Se apartó de la mesa y caminó hacia ella. Se colocó detrás de la silla. Apoyó las manos sobre sus hombros y los bajó hasta enlazar las manos y posarlas sobre su pecho esquelético.
Al igual que ella, sabía cómo sería. Había ido a la biblioteca y desenterrado todos los libros, todas las revistas médicas, todos los periódicos y artículos que ofrecían algo de información. Sabía que el proceso de degeneración empezaba en las extremidades y avanzaba sin piedad hacia arriba y hacia dentro, como un ejército invasor que no diera cuartel. Empezaba por las manos y los pies, seguidos enseguida por los brazos y las piernas. Cuando la enfermedad llegaba por fin al sistema respiratorio, experimentaría falta de aliento y una sensación de ahogo. Entonces, podría elegir entre la asfixia inmediata o un ventilador, pero en ambos casos el resultado era el mismo. De una u otra forma, iba a morir. Más pronto o más tarde.

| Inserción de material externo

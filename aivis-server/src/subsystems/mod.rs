pub mod generate;
pub mod monitor;
pub mod notify;
pub mod paa;
pub mod scheduler;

Se inclinó y apretó su mejilla contra el pelo rapado. Olía a sudor. Tendría que habérselo lavado ayer, pero la visita de Scotland Yard había apartado de su mente cualquier idea que no estuviera relacionada específicamente con sus preocupaciones personales, inmediatas y perentorias. Cabrón, pensó. Bastardo. Cerdo. Quiso decir: «No tengas miedo. Estaré contigo. Hasta el final», pero ella ya le había arrebatado aquella opción.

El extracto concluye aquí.